[Dataset entries]
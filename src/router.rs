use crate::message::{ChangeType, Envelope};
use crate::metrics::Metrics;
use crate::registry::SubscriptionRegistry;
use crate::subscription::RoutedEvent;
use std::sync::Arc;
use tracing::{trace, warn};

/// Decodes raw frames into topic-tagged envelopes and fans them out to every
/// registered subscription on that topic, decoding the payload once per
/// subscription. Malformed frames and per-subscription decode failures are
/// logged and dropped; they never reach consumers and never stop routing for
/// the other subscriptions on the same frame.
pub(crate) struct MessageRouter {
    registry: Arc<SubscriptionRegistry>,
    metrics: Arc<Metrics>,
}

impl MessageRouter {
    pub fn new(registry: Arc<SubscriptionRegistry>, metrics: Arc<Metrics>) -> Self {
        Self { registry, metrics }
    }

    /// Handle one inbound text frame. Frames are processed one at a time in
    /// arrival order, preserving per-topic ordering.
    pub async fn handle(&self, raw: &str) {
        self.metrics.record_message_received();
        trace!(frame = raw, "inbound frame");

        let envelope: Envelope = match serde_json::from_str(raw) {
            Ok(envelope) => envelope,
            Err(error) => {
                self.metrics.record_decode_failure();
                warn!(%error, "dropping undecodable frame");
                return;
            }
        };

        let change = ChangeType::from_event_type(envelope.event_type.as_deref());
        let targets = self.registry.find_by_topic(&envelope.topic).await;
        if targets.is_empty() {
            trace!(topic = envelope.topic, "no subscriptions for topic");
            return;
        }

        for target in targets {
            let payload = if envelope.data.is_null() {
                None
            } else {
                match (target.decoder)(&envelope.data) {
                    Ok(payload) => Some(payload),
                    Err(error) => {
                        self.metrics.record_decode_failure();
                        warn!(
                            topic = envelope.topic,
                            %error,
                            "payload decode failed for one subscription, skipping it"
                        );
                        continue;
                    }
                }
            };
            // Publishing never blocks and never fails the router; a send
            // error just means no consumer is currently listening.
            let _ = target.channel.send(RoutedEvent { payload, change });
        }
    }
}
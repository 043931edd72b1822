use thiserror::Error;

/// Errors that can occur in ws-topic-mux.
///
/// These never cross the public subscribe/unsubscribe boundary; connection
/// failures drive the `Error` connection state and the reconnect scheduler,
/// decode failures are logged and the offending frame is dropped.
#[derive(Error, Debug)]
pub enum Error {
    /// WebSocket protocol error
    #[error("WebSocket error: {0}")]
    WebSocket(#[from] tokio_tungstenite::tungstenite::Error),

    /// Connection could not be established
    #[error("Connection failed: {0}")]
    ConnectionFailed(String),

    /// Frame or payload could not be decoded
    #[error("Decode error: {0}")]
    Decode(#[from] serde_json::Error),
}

* * *

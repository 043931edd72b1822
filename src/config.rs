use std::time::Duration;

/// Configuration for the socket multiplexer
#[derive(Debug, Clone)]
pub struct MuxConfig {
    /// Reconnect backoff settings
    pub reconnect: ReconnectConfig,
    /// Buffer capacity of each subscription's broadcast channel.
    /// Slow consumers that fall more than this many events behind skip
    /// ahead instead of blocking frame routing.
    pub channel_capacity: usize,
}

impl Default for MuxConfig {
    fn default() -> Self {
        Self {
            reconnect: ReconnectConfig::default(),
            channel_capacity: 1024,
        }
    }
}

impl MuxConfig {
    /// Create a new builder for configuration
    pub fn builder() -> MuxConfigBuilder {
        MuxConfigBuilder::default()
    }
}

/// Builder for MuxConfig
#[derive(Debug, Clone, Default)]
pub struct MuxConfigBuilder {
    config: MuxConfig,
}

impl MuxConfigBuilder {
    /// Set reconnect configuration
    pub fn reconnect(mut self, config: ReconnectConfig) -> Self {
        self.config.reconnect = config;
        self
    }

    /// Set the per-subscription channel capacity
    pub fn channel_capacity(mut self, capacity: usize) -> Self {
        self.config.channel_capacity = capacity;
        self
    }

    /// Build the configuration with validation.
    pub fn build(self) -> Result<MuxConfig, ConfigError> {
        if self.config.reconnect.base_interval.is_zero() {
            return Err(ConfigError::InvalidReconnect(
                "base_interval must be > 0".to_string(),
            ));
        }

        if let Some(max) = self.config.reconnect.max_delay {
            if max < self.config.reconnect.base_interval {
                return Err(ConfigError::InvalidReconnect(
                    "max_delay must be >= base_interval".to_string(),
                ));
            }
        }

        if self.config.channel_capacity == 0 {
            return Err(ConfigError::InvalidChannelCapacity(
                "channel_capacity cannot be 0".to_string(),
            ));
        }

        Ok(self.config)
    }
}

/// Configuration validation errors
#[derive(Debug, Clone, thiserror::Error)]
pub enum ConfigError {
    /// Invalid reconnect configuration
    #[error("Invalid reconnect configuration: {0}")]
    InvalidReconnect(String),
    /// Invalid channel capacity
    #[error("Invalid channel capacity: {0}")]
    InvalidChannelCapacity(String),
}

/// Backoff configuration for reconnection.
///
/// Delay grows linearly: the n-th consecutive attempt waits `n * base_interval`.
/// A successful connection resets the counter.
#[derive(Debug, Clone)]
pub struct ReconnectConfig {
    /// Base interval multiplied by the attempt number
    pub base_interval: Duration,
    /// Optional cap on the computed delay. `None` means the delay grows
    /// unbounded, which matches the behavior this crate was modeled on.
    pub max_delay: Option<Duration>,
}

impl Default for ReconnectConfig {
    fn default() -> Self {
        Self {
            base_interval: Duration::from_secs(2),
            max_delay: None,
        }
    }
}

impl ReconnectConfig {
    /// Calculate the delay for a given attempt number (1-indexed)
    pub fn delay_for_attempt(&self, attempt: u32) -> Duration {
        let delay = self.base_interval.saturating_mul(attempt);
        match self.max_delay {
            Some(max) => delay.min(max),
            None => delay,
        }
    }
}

- _Directions for this task_:
Your answer should be one number: the count of lines in the records above that contain "filename".

- _Output for this task_:
2